女子生徒の理系進学、偏見なくして身近な選択肢に
ダイバーシティ経済協力開発機構(OECD)によると、2019年に日本で大学などの高等教育機関に進学した学生のうちSTEM分野に入学した女性の割合は、自然科学(27%)と工学(16%)の2分野で、比較可能な加盟国36カ国中、最低だった。

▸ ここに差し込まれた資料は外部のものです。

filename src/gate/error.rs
//! Gate errors.
//!
//! Every rejected operation maps to exactly one variant. Apart from
//! `DispatchFailed`, a returned error means no state changed.

use super::owners::OWNER_COUNT;
use crate::identity::Identity;
use crate::ledger::LedgerError;
use thiserror::Error;

/// Result type for gate operations.
pub type GateResult<T> = Result<T, GateError>;

/// Approval gate errors.
#[derive(Debug, Clone, PartialEq, Eq, Error)]
pub enum GateError {
    /// Threshold outside `1..=OWNER_COUNT` (construction only).
    #[error("Invalid threshold {0}: must be between 1 and {max}", max = OWNER_COUNT)]
    InvalidThreshold(u32),

    /// An owner candidate is the zero identity (construction only).
    #[error("Invalid identity: owners must not be the zero identity")]
    InvalidIdentity,

    /// An owner candidate repeats an earlier one (construction only).
    #[error("Duplicate owner: {0}")]
    DuplicateOwner(Identity),

    /// Caller is not a registered owner.
    #[error("Unauthorized: {0} is not an owner")]
    Unauthorized(Identity),

    /// No proposal at this index.
    #[error("Proposal not found: {0}")]
    ProposalNotFound(usize),

    /// Proposal already executed (or its one execution attempt was consumed).
    #[error("Proposal {0} already executed")]
    AlreadyExecuted(usize),

    /// Owner already voted on this proposal.
    #[error("Duplicate vote: {owner} already voted on proposal {index}")]
    DuplicateVote { owner: Identity, index: usize },

    /// Net tally has not reached the threshold.
    #[error("Insufficient votes on proposal {index}: tally {tally}, threshold {threshold}")]
    InsufficientVotes {
        index: usize,
        tally: i64,
        threshold: u32,
    },

    /// The ledger refused the transfer. The proposal stays executed.
    #[error("Dispatch of proposal {index} failed: {source}")]
    DispatchFailed {
        index: usize,
        #[source]
        source: LedgerError,
    },
}
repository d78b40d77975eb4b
//! Threshold-approval gate.
//!
//! - `approval`: the `ApprovalGate` state machine (propose, vote, execute)
//! - `owners`: the fixed, validated owner set
//! - `proposal`: proposals and the dispatch sent to the ledger
//! - `events`: notifications and the append-only event log
//! - `shared`: lock-serialised handle for concurrent callers
//! - `error`: `GateError`

pub mod approval;
pub mod error;
pub mod events;
pub mod owners;
pub mod proposal;
pub mod shared;

pub use approval::ApprovalGate;
pub use error::{GateError, GateResult};
pub use events::{format_event_log, EventKind, EventLog, EventQuery, GateEvent};
pub use owners::{OwnerSet, OWNER_COUNT};
pub use proposal::Proposal;
pub use shared::SharedGate;

#[cfg(test)]
mod proptests;
//! OpenAPI document built from the handler annotations.

use crate::handlers::customers::{self, WITH_SECRETS_PATH};
use crate::model::{Customer, CustomerInput, CustomerView};
use crate::settings::Environment;
use utoipa::OpenApi;

pub const DOCUMENT_NAME: &str = "CustomerAPI";

#[derive(OpenApi)]
#[openapi(
    info(
        title = "CustomerAPI v1",
        version = "v1",
        description = "Create, read, update, and delete customers. Secrets are accepted on write but never returned."
    ),
    paths(
        customers::list_customers,
        customers::list_customers_with_secrets,
        customers::get_customer,
        customers::create_customer,
        customers::update_customer,
        customers::delete_customer,
    ),
    components(schemas(Customer, CustomerInput, CustomerView)),
    tags((name = "customers", description = "Customer records"))
)]
pub struct ApiDoc;

/// Document for the given environment; the secret-listing path is only described where it is routed.
pub fn api_doc(environment: Environment) -> utoipa::openapi::OpenApi {
    let mut doc = ApiDoc::openapi();
    if !environment.is_development() {
        doc.paths.paths.remove(WITH_SECRETS_PATH);
    }
    doc
}
mod common;

use axum::http::{header, Method, StatusCode};
use common::{send, sqlite_app};
use customer_api::routes::{document_path, ROOT_MESSAGE};
use customer_api::Environment;

#[tokio::test]
async fn root_returns_help_text() {
    let t = sqlite_app(Environment::Production).await;
    let resp = send(&t.router, Method::GET, "/", None).await;
    assert_eq!(resp.status, StatusCode::OK);
    assert_eq!(resp.text(), ROOT_MESSAGE);
    for path in ["/customers", "/swagger", "/health", "/ready", "/version"] {
        assert!(ROOT_MESSAGE.contains(path), "help text does not mention {}", path);
    }
    assert!(resp
        .headers
        .get(header::CONTENT_TYPE)
        .unwrap()
        .to_str()
        .unwrap()
        .starts_with("text/plain"));
}

#[tokio::test]
async fn openapi_document_describes_customer_routes() {
    let t = sqlite_app(Environment::Production).await;
    assert_eq!(document_path(), "/swagger/CustomerAPI/swagger.json");

    let resp = send(&t.router, Method::GET, &document_path(), None).await;
    assert_eq!(resp.status, StatusCode::OK);
    let doc = resp.json();
    assert_eq!(doc["info"]["version"], "v1");
    assert!(doc["paths"]["/customers"]["get"].is_object());
    assert!(doc["paths"]["/customers"]["post"].is_object());
    assert!(doc["paths"]["/customers/{id}"]["put"].is_object());
    assert!(doc["paths"]["/customers/{id}"]["delete"].is_object());
    assert!(doc["paths"].get("/customers/withsecrets").is_none());
}

#[tokio::test]
async fn swagger_page_points_at_document() {
    let t = sqlite_app(Environment::Development).await;
    let resp = send(&t.router, Method::GET, "/swagger", None).await;
    assert_eq!(resp.status, StatusCode::OK);
    let page = resp.text();
    assert!(page.contains(&document_path()));
    assert!(page.contains(r##"dom_id: "#swagger-ui""##));

    let doc = send(&t.router, Method::GET, &document_path(), None).await.json();
    assert!(doc["paths"]["/customers/withsecrets"]["get"].is_object());
}

#[tokio::test]
async fn health_ready_and_version() {
    let t = sqlite_app(Environment::Production).await;
    let health = send(&t.router, Method::GET, "/health", None).await;
    assert_eq!(health.json(), serde_json::json!({"status": "ok"}));

    let ready = send(&t.router, Method::GET, "/ready", None).await;
    assert_eq!(ready.status, StatusCode::OK);
    assert_eq!(ready.json()["database"], "ok");

    let version = send(&t.router, Method::GET, "/version", None).await.json();
    assert_eq!(version["name"], "customer-api");

    t.pool.close().await;
    let ready = send(&t.router, Method::GET, "/ready", None).await;
    assert_eq!(ready.status, StatusCode::SERVICE_UNAVAILABLE);
    assert_eq!(ready.json()["status"], "degraded");
}
//! Persistence boundary: a shared store hands out per-request units of work.
//!
//! Handlers only see these traits, so the HTTP layer does not depend on SQLite.

mod memory;
mod sqlite;

pub use memory::MemoryStore;
pub use sqlite::SqliteStore;

use crate::error::AppError;
use crate::model::{Customer, CustomerInput};
use async_trait::async_trait;

/// One unit of work. Changes stay pending until [`save`](CustomerRepository::save);
/// dropping the session without saving discards them.
#[async_trait]
pub trait CustomerRepository: Send {
    /// All customers in id order.
    async fn list(&mut self) -> Result<Vec<Customer>, AppError>;

    async fn find(&mut self, id: i64) -> Result<Option<Customer>, AppError>;

    /// Stage an insert. The id is assigned here by storage, never taken from the caller.
    async fn add(&mut self, input: CustomerInput) -> Result<Customer, AppError>;

    /// Stage a full replace of every mutable field of an existing row.
    async fn replace(&mut self, customer: &Customer) -> Result<(), AppError>;

    /// Stage a delete. `NotFound` when no row has `id`.
    async fn remove(&mut self, id: i64) -> Result<(), AppError>;

    /// Commit everything staged since the previous call, atomically.
    async fn save(&mut self) -> Result<(), AppError>;
}

/// Shared handle to customer storage, held in application state.
#[async_trait]
pub trait CustomerStore: Send + Sync {
    /// Unit of work for reads.
    async fn begin(&self) -> Result<Box<dyn CustomerRepository>, AppError>;

    /// Unit of work that will write. Takes the write lock up front, so a read
    /// followed by a write cannot be invalidated by another request committing
    /// in between; concurrent writers queue and the last one wins.
    async fn begin_write(&self) -> Result<Box<dyn CustomerRepository>, AppError>;

    /// Cheap reachability check backing `/ready`.
    async fn ping(&self) -> Result<(), AppError>;
}
//! HTTP handlers for customer CRUD.

pub mod customers;
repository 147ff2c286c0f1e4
//! Shared application state for all routes.

use crate::repository::CustomerStore;
use crate::settings::Environment;
use std::sync::Arc;

#[derive(Clone)]
pub struct AppState {
    pub store: Arc<dyn CustomerStore>,
    pub environment: Environment,
}

impl AppState {
    pub fn new(store: impl CustomerStore + 'static, environment: Environment) -> Self {
        Self {
            store: Arc::new(store),
            environment,
        }
    }
}
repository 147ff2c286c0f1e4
pub mod json;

性別によって理系・文系などの知識配分の差があることそのものが、社会にとっても問題となり得る。教育社会学者でジェンダーに詳しい山形大学の河野銀子教授は「科学技術が人々の暮らしを支える現代社会では、研究開発に多様な視点や意見が取り入れられる必要がある。女性が研究に関わることで新しいイノベーションが生まれる可能性が広がる」と指摘する。
「無意識の偏見」払拭がカギ
ロールモデルの少なさのほかに、女子中高生の身近に潜む無意識の偏見(アンコンシャス・バイアス)の存在が課題として指摘される。幼少期の頃から学校や家庭、メディアなどにより「研究者になる人は男性」「女性は理系科目が苦手」というような偏った価値観にさらされることが進路にも影響を与える。
一般社団法人Waffle(東京・渋谷)では女子やジェンダーマイノリティーの中高生を対象にアプリコンテストを開催するなど、IT分野に触れる機会を提供する。アンコンシャス・バイアスにとらわれず進路を選択できるよう後押しすることが狙いだ。

Waffleのイベントには女子学生らが参加
都内に住む寺門美緒さん(19)も高校生の時にWaffleのイベントに参加した。プログラミングに興味を持ったのは、中学生のとき母に勧められた講座がきっかけだったという。「両親とも文系だが『理系は女性にむかない』というようなプレッシャーは全くなく、興味を後押ししてくれた」と話す。現在は理系学部の1年生で、大学院への進学を希望している。
家族で博物館に行くなど「理系体験」を積極的にさせるかかわり方は、女子生徒が理系に抱くイメージに影響を与える可能性があるとの調査もある。いかに機会を捻出するかも、教育現場の課題となっている。
低位の女性研究者比率 受け入れ体制整備急務
一方で、受け入れ側も対応が急がれる。総務省の調査では、20年度の日本の科学技術分野での女性研究者比率は17.5%。男性研究者の比率との差は大きい。
「多数派の男性のキャリアが研究者のスタンダードとなっており、出産などを機にキャリアが途絶えてしまう女性研究者も多い」(河野教授)という。一度研究者を辞めた女性たちが「特任」という名の下、非正規のような形で研究の現場で働き、雇用に不安を抱えている場合も多いという。
「女性研究者たちが内部から変革していくのは限度がある。国がさらにリアルな女性の声を聞いて推進していくべきだ」という河野教授の指摘は、研究者に限らず、企業の研究所やIT産業など、男性が多い理系人材の働き口に共通の課題でもある。
教育現場の変革も必須
教育現場でもアンコンシャス・バイアス払拭のための取り組みが行われる。教職員や学校の管理職などを対象とした男女共同参画研修(文科省と国立女性教育会館主催)では、家庭科や理科の授業など具体的な場面でバイアスがないかを検討する。教員自身が抱く偏見に気づき、女性教員のキャリア選択や児童生徒へ対応について理解を深める狙いがある。
教育現場での管理職に占める女性比率は低い。21年度時点で、小学校で校長を務める女性比率は約23%。中学、高校では8%程度とさらに低くなる。それぞれ教員全体に占める女性比率と比較すると、女性管理職の少なさは顕著だ。生徒にとって教師は身近にいるロールモデルだ。教育現場でのさらなる女性活躍促進が必要となる。